You would think that to make such legal charges Bebergal
himself should be a lawyer or have some legal training or at
least not be a criminal. But no, Peter Bebergal is an
admitted former(?) long-time drug addict, a failed divinity
student, a failed writer (mostly and absurdly about how he was
a drug addict for religious reasons so he's special), and a
political correctness activist.
Working in the MIT administration (as yet another non-MIT
alum) is a perfect refuge for Peter Bebergal's ilk. MIT
administration jobs have good pay and benefits but require
little work — one of the main reasons MIT tuition is so
high — leaving employees plenty of time on the job to
work on what they really want to do but can't make a living
at, like writing (badly). It's also an opportunity to enforce
political correctness.
I quickly wrote an overwhelming refutation of these charges
using some very compelling points including:
- Amazon Web Services sold me the domain names MIT says
were "infiging" (Bebergal, the former(?) long-time drug
addict bad writer, meant "infringing") their trademarks.

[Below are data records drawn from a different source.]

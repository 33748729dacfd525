// Copyright (c) 2025 Jonathan Fontanez
// SPDX-License-Identifier: BUSL-1.1

use std::fmt;
use std::sync::Arc;

use parking_lot::Mutex;

use super::Value;

/// Settlement state of a [`Promise`].
#[derive(Debug, Clone, PartialEq)]
pub enum PromiseState {
    Pending,
    Fulfilled(Value),
    Rejected(Value),
}

type Reaction = Box<dyn FnOnce(Result<Value, Value>) + Send>;

/// A single-assignment continuation shared between the code that settles it
/// and the code waiting on it. The first settlement wins.
#[derive(Clone)]
pub struct Promise {
    inner: Arc<Mutex<PromiseInner>>,
}

struct PromiseInner {
    state: PromiseState,
    reactions: Vec<Reaction>,
}

impl Promise {
    pub fn pending() -> Self {
        Self {
            inner: Arc::new(Mutex::new(PromiseInner {
                state: PromiseState::Pending,
                reactions: Vec::new(),
            })),
        }
    }

    pub fn resolved(value: Value) -> Self {
        let promise = Self::pending();
        promise.resolve(value);
        promise
    }

    pub fn rejected(reason: Value) -> Self {
        let promise = Self::pending();
        promise.reject(reason);
        promise
    }

    /// Returns `false` if the promise was already settled.
    pub fn resolve(&self, value: Value) -> bool {
        self.settle(Ok(value))
    }

    /// Returns `false` if the promise was already settled.
    pub fn reject(&self, reason: Value) -> bool {
        self.settle(Err(reason))
    }

    pub fn state(&self) -> PromiseState {
        self.inner.lock().state.clone()
    }

    pub fn is_pending(&self) -> bool {
        matches!(self.inner.lock().state, PromiseState::Pending)
    }

    /// Register settlement reactions. Runs immediately if already settled.
    pub fn then<F, R>(&self, on_fulfilled: F, on_rejected: R)
    where
        F: FnOnce(Value) + Send + 'static,
        R: FnOnce(Value) + Send + 'static,
    {
        let reaction: Reaction = Box::new(move |outcome| match outcome {
            Ok(value) => on_fulfilled(value),
            Err(reason) => on_rejected(reason),
        });

        let settled = {
            let mut inner = self.inner.lock();
            match &inner.state {
                PromiseState::Pending => {
                    inner.reactions.push(reaction);
                    return;
                }
                PromiseState::Fulfilled(value) => Ok(value.clone()),
                PromiseState::Rejected(reason) => Err(reason.clone()),
            }
        };
        reaction(settled);
    }

    pub fn ptr_eq(&self, other: &Promise) -> bool {
        Arc::ptr_eq(&self.inner, &other.inner)
    }

    fn settle(&self, outcome: Result<Value, Value>) -> bool {
        // Reactions run outside the lock; they may settle or observe other promises.
        let reactions = {
            let mut inner = self.inner.lock();
            if !matches!(inner.state, PromiseState::Pending) {
                return false;
            }
            inner.state = match &outcome {
                Ok(value) => PromiseState::Fulfilled(value.clone()),
                Err(reason) => PromiseState::Rejected(reason.clone()),
            };
            std::mem::take(&mut inner.reactions)
        };
        for reaction in reactions {
            reaction(outcome.clone());
        }
        true
    }
}

impl fmt::Debug for Promise {
    fn fmt(&self, f: &mut fmt::Formatter<'_>) -> fmt::Result {
        match self.inner.try_lock() {
            Some(inner) => f.debug_tuple("Promise").field(&inner.state).finish(),
            None => write!(f, "Promise(<locked>)"),
        }
    }
}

If
the domain names were infringing MIT's trademark, AWS would
be in legal trouble, not me. MIT should get protected .edu
domain names just as I suggested and they
refused.
- The campus image I used was a photo taken by a private
party from a public sidewalk so MIT had no copyright on
it.
- I was using the accepted practice of a harmless proof of
concept in pointing out a security vulnerability.
- The webpage was also a political statement — the
real reason MIT wanted it taken down — and the use of
the MIT official seal is protected under the fair use clause
of U.S. copyright law (Title 17 of U.S. Code, § 107
(fair use: criticism, comment, news reporting), as I had
learned from my earlier cases;
see "copyright" notes in the Legal Notes section of
the About Apscitu
Law page).
- I welcomed a lawsuit; I would be a pro se
litigant so couldn't be intimidated by the cost, which
is often how lawsuits are won, and I would have subpoena
access to MIT's records.
Because it was so easy to refute the charges, as the MIT
lawyers knew, I also pointed out that MIT did not make these
charges in good faith and so had perjured itself. In their
statement of charges, MIT, via
Peter Bebergal
, swore
I am providing this notice in good faith and with the
reasonable belief that rights MIT's rights [sic] are being
infringed.
Under penalty of perjury I certify that the information
contained in the notification is both true and accurate, and I
have the authority to act on behalf of the owner of the
copyright(s) and trademarks involved.
This makes the MIT lawyers who instituted these charges
—
Mark DiVincenzo
,
Jason Baletsa
,
Jaren Wilcoxson
— and
Peter Bebergal
perjurers.
Within a few hours that same day, I sent my refutation email
to Amazon and Peter Bebergal, with a Cc including the MIT
lawyers, MIT Admissions, MIT President
Rafael Reif
, and most of the
officers of the MIT Corporation, including Chairman
Robert Millard
, and many of its members, as well as
editors of the Washington Post and Wall Street Journal. See
second email of
email
history.
The next day Amazon sent me an email saying they
would
not be turning off my
MIT Admissions spoof
website. See third (December 6) email of
email
history.
The day after that I forwarded Amazon's email, with
subject
I win, to everyone I had sent my refutation
email to, particularly the MIT lawyers. See bottom (December
7) email of
email
history.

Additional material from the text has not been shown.